Moral Judgment & Governmentalizing Social Affairs

limited government localism moral judgment public goods

Paul D. Mueller for AdamSmithWorks

Mueller shows how the ideas Adam Smith developed in The Theory of Moral Sentiments further undergird his arguments for limited and mainly local government.

"Where social affairs are free from governmentalization, people operate in contexts that promote more robust moral judgments. People better find the path of virtue."

March 22, 2023
Adam Smith advocated free markets and limited government. He wrote extensively about the mistakes, abuses, and distorted incentives created by certain government interventions. He also made a case for limited government—especially at the national level—through reflections on the nature of human judgment. He argued that as we move from concrete, private contexts to more general and abstract contexts, there is a natural rise in the hazard of the corruption of judgment. Both the intentions and the effects of government quickly become abstract. As our ideas become more abstract, however, our moral judgment can more easily be skewed, warped, or corrupted. This has significant implications for what can sometimes be a fine line between good governance and harmful regulation and over-governance—“governmentalization.”
Smith was no anarchist or revolutionary. He believed firmly in the rule of law and the value of established political authority. Yet, as he elaborates throughout the Wealth of Nations, a good many government polices are harmful. In this essay I hope to show how the ideas Smith developed in The Theory of Moral Sentiments further undergird his arguments for limited and mainly local government. Leaving social affairs voluntary and governance local helps keep our judgment on a healthy footing. We should resist governmentalizing social affairs, prudently roll back existing governmentalization, and promote a robust principle of voluntary association.
Real vs. imagined utility
Smith’s argument against governmentalizing social affairs builds on moral psychology. The moral corruption that grows in highly governmentalized social affairs has both epistemological and psychological sources.
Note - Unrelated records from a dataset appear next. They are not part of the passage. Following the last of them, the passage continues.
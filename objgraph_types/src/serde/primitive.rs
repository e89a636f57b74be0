use crate::serde::{Decimal, StringByteLen, WriteLen};
use anyhow::{anyhow, Result};
use std::fmt;
use std::io::{Read, Write};
use std::mem;

#[derive(PartialEq, Eq, PartialOrd, Ord, Hash, Clone, Copy, Debug)]
pub enum PrimitiveKind {
    Boolean,
    Byte,
    SByte,
    Int16,
    UInt16,
    Int32,
    UInt32,
    Int64,
    UInt64,
    Single,
    Double,
    Decimal,
    Char,
    String,
}

impl PrimitiveKind {
    pub const ALL: [PrimitiveKind; 14] = [
        Self::Boolean,
        Self::Byte,
        Self::SByte,
        Self::Int16,
        Self::UInt16,
        Self::Int32,
        Self::UInt32,
        Self::Int64,
        Self::UInt64,
        Self::Single,
        Self::Double,
        Self::Decimal,
        Self::Char,
        Self::String,
    ];

    pub fn name(&self) -> &'static str {
        match self {
            Self::Boolean => "Boolean",
            Self::Byte => "Byte",
            Self::SByte => "SByte",
            Self::Int16 => "Int16",
            Self::UInt16 => "UInt16",
            Self::Int32 => "Int32",
            Self::UInt32 => "UInt32",
            Self::Int64 => "Int64",
            Self::UInt64 => "UInt64",
            Self::Single => "Single",
            Self::Double => "Double",
            Self::Decimal => "Decimal",
            Self::Char => "Char",
            Self::String => "String",
        }
    }

    pub fn from_name(name: &str) -> Option<Self> {
        Self::ALL.into_iter().find(|kind| kind.name() == name)
    }

    /// `None` for the one variable-length kind, [`PrimitiveKind::String`].
    pub fn fixed_len(&self) -> Option<usize> {
        let len = match self {
            Self::Boolean | Self::Byte | Self::SByte => 1,
            Self::Int16 | Self::UInt16 | Self::Char => 2,
            Self::Int32 | Self::UInt32 | Self::Single => 4,
            Self::Int64 | Self::UInt64 | Self::Double => 8,
            Self::Decimal => Decimal::BYTE_LEN,
            Self::String => return None,
        };
        Some(len)
    }

    /// Kinds that may underlie an enum.
    pub fn is_integral(&self) -> bool {
        matches!(
            self,
            Self::Byte
                | Self::SByte
                | Self::Int16
                | Self::UInt16
                | Self::Int32
                | Self::UInt32
                | Self::Int64
                | Self::UInt64
        )
    }
}

impl fmt::Display for PrimitiveKind {
    fn fmt(&self, f: &mut fmt::Formatter<'_>) -> fmt::Result {
        f.write_str(self.name())
    }
}

#[derive(PartialEq, Clone, Debug)]
pub enum Primitive {
    Boolean(bool),
    Byte(u8),
    SByte(i8),
    Int16(i16),
    UInt16(u16),
    Int32(i32),
    UInt32(u32),
    Int64(i64),
    UInt64(u64),
    Single(f32),
    Double(f64),
    Decimal(Decimal),
    /// A single UTF-16 code unit; characters outside the basic multilingual plane are not representable.
    Char(char),
    String(String),
}

impl Primitive {
    pub fn kind(&self) -> PrimitiveKind {
        match self {
            Self::Boolean(_) => PrimitiveKind::Boolean,
            Self::Byte(_) => PrimitiveKind::Byte,
            Self::SByte(_) => PrimitiveKind::SByte,
            Self::Int16(_) => PrimitiveKind::Int16,
            Self::UInt16(_) => PrimitiveKind::UInt16,
            Self::Int32(_) => PrimitiveKind::Int32,
            Self::UInt32(_) => PrimitiveKind::UInt32,
            Self::Int64(_) => PrimitiveKind::Int64,
            Self::UInt64(_) => PrimitiveKind::UInt64,
            Self::Single(_) => PrimitiveKind::Single,
            Self::Double(_) => PrimitiveKind::Double,
            Self::Decimal(_) => PrimitiveKind::Decimal,
            Self::Char(_) => PrimitiveKind::Char,
            Self::String(_) => PrimitiveKind::String,
        }
    }

    /// The zero value of a kind. Strings default to empty rather than absent.
    pub fn zero(kind: PrimitiveKind) -> Self {
        match kind {
            PrimitiveKind::Boolean => Self::Boolean(false),
            PrimitiveKind::Byte => Self::Byte(0),
            PrimitiveKind::SByte => Self::SByte(0),
            PrimitiveKind::Int16 => Self::Int16(0),
            PrimitiveKind::UInt16 => Self::UInt16(0),
            PrimitiveKind::Int32 => Self::Int32(0),
            PrimitiveKind::UInt32 => Self::UInt32(0),
            PrimitiveKind::Int64 => Self::Int64(0),
            PrimitiveKind::UInt64 => Self::UInt64(0),
            PrimitiveKind::Single => Self::Single(0.0),
            PrimitiveKind::Double => Self::Double(0.0),
            PrimitiveKind::Decimal => Self::Decimal(Decimal::default()),
            PrimitiveKind::Char => Self::Char('\0'),
            PrimitiveKind::String => Self::String(String::new()),
        }
    }

    /// Integral value, for mapping enum raw values to variants.
    pub fn as_i128(&self) -> Option<i128> {
        let int = match self {
            Self::Byte(i) => *i as i128,
            Self::SByte(i) => *i as i128,
            Self::Int16(i) => *i as i128,
            Self::UInt16(i) => *i as i128,
            Self::Int32(i) => *i as i128,
            Self::UInt32(i) => *i as i128,
            Self::Int64(i) => *i as i128,
            Self::UInt64(i) => *i as i128,
            _ => return None,
        };
        Some(int)
    }

    pub fn ser(&self, w: &mut impl Write) -> Result<WriteLen> {
        if let Self::String(s) = self {
            let mut w_len = StringByteLen::from_body_buf(s.as_bytes())?.ser(w)?;
            w.write_all(s.as_bytes())?;
            w_len += WriteLen::new_manual(s.len());
            return Ok(w_len);
        }
        let buf = self.fixed_len_bytes()?;
        w.write_all(&buf)?;
        Ok(WriteLen::new_manual(buf.len()))
    }

    pub fn deser(kind: PrimitiveKind, r: &mut impl Read) -> Result<Self> {
        match kind.fixed_len() {
            None => {
                // The prefix is untrusted. Read no more than what is actually there.
                let body_len = *StringByteLen::deser(r)? as usize;
                let mut buf = vec![];
                r.by_ref().take(body_len as u64).read_to_end(&mut buf)?;
                if buf.len() != body_len {
                    return Err(anyhow!(
                        "Expected a string body of {body_len} bytes, found {}",
                        buf.len()
                    ));
                }
                Ok(Self::String(String::from_utf8(buf)?))
            }
            Some(len) => {
                let mut buf = vec![0u8; len];
                r.read_exact(&mut buf)?;
                Self::from_fixed_len_bytes(kind, &buf)
            }
        }
    }

    /// Reads the stored bits of `self` as another fixed-width kind, the way two fields
    /// sharing one storage offset observe each other. Missing high bytes are zero.
    pub fn reinterpret(&self, kind: PrimitiveKind) -> Result<Self> {
        let target_len = kind
            .fixed_len()
            .ok_or_else(|| anyhow!("Cannot reinterpret {} as {kind}", self.kind()))?;
        let mut buf = self.fixed_len_bytes()?;
        buf.resize(target_len, 0);
        Self::from_fixed_len_bytes(kind, &buf)
    }

    fn fixed_len_bytes(&self) -> Result<Vec<u8>> {
        let buf = match self {
            Self::Boolean(b) => vec![*b as u8],
            Self::Byte(i) => i.to_le_bytes().to_vec(),
            Self::SByte(i) => i.to_le_bytes().to_vec(),
            Self::Int16(i) => i.to_le_bytes().to_vec(),
            Self::UInt16(i) => i.to_le_bytes().to_vec(),
            Self::Int32(i) => i.to_le_bytes().to_vec(),
            Self::UInt32(i) => i.to_le_bytes().to_vec(),
            Self::Int64(i) => i.to_le_bytes().to_vec(),
            Self::UInt64(i) => i.to_le_bytes().to_vec(),
            Self::Single(f) => f.to_le_bytes().to_vec(),
            Self::Double(f) => f.to_le_bytes().to_vec(),
            Self::Decimal(d) => d.to_le_bytes().to_vec(),
            Self::Char(c) => {
                let unit = u16::try_from(u32::from(*c))
                    .map_err(|_| anyhow!("Char {c:?} is outside the basic multilingual plane"))?;
                unit.to_le_bytes().to_vec()
            }
            Self::String(_) => return Err(anyhow!("String has no fixed-width encoding")),
        };
        Ok(buf)
    }

    fn from_fixed_len_bytes(kind: PrimitiveKind, buf: &[u8]) -> Result<Self> {
        let prim = match kind {
            PrimitiveKind::Boolean => Self::Boolean(buf[0] != 0),
            PrimitiveKind::Byte => Self::Byte(buf[0]),
            PrimitiveKind::SByte => Self::SByte(i8::from_le_bytes(le_array(buf))),
            PrimitiveKind::Int16 => Self::Int16(i16::from_le_bytes(le_array(buf))),
            PrimitiveKind::UInt16 => Self::UInt16(u16::from_le_bytes(le_array(buf))),
            PrimitiveKind::Int32 => Self::Int32(i32::from_le_bytes(le_array(buf))),
            PrimitiveKind::UInt32 => Self::UInt32(u32::from_le_bytes(le_array(buf))),
            PrimitiveKind::Int64 => Self::Int64(i64::from_le_bytes(le_array(buf))),
            PrimitiveKind::UInt64 => Self::UInt64(u64::from_le_bytes(le_array(buf))),
            PrimitiveKind::Single => Self::Single(f32::from_le_bytes(le_array(buf))),
            PrimitiveKind::Double => Self::Double(f64::from_le_bytes(le_array(buf))),
            PrimitiveKind::Decimal => Self::Decimal(Decimal::from_le_bytes(le_array(buf))?),
            PrimitiveKind::Char => {
                let unit = u16::from_le_bytes(le_array(buf));
                let c = char::from_u32(unit as u32)
                    .ok_or_else(|| anyhow!("Char code unit {unit:#06x} is a lone surrogate"))?;
                Self::Char(c)
            }
            PrimitiveKind::String => return Err(anyhow!("String has no fixed-width encoding")),
        };
        Ok(prim)
    }
}

/// Copies the leading `N` bytes. Callers size `buf` from [`PrimitiveKind::fixed_len`].
fn le_array<const N: usize>(buf: &[u8]) -> [u8; N] {
    let mut arr = [0u8; N];
    arr.copy_from_slice(&buf[..N]);
    arr
}

pub fn ser_presence(w: &mut impl Write, is_present: bool) -> Result<WriteLen> {
    Primitive::Boolean(is_present).ser(w)
}

pub fn deser_presence(r: &mut impl Read) -> Result<bool> {
    let mut buf = [0u8; mem::size_of::<bool>()];
    r.read_exact(&mut buf)?;
    Ok(buf[0] != 0)
}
To address the matter, I turn to a part in The Theory of Moral Sentiments (TMS) in which Smith develops his idea about how we rely on fittingness or propriety in making decisions, rather than a calculus of the consequences—partly because making such a calculus is often impossible.
In Part IV, Ch. 1 of TMS, Smith develops the relationship between the imagined and the actual utility of objects, choices, and policies in three parallel contexts: trinkets, private life, and public life. “Utility” means beneficialness, both to the whole society and to the individual taking action. Smith focuses on how the concreteness versus abstractness affects the imagined utility to the individual or to society. As Smith addresses actual and imagined utility in the three contexts—trinkets, private life, and public life—he moves from the more concrete to the more abstract. And he suggests that with that movement people’s moral judgments worsen. Smith describes how a sense of fitness or aptness of an object for serving some useful function often means more to us than its actual usefulness: 
But that this fitness, this happy contrivance of any production of art, should often be more valued, than the very end for which it was intended; and that the exact adjustment of the means for attaining any conveniency or pleasure, should frequently be more regarded, than that very conveniency or pleasure, in the attainment of which their whole merit would seem to consist, has not, so far as I know, been taken notice of by any body. (TMS 179-180; emphasis added) 
While it would seem that we should value objects or choices based upon how much utility they actually bring us, we quite often value them based on how well we think they are suited to bring us utility, whether or not they actually do. 
Smith then gives many contexts in which the “fitness” sensibility operates: “That this however is very frequently the case, may be observed in a thousand instances, both in the most frivolous and in the most important concerns of human life” (TMS 180, emphasis added).
Smith begins with “trinkets.” He claims that many people would feel dissatisfied with a watch that lost a minute of time every week. Some might even sell such a watch and spend a significant sum of money buying one that doesn’t lose any time. But why? The old watch served quite well enough to give us a good sense for when we ought to be somewhere. And, as Smith observes, people who buy the new watch 
will not always be found either more scrupulously punctual than other men, or more anxiously concerned upon any other account, to know precisely what time of day it is. What interests him is not so much the attainment of this piece of knowledge, as the perfection of the machine which serves to attain it. (TMS 180)
Smith also highlights the impulse of a man whose housekeeper will tomorrow straighten a disorderly room he enters. The mess may not inhibit the man’s present course of action in the slightest. And yet, Smith says, a man disturbed by the departure from the accustomed and fitting order
voluntarily puts himself to more trouble than all he could have suffered from the want of it; since nothing was more easy, than to have set himself down upon one of [the chairs], which is probably what he does when his labour is over. What he wanted therefore, it seems, was not so much this conveniency, as that arrangement of things which promotes it. (TMS 180)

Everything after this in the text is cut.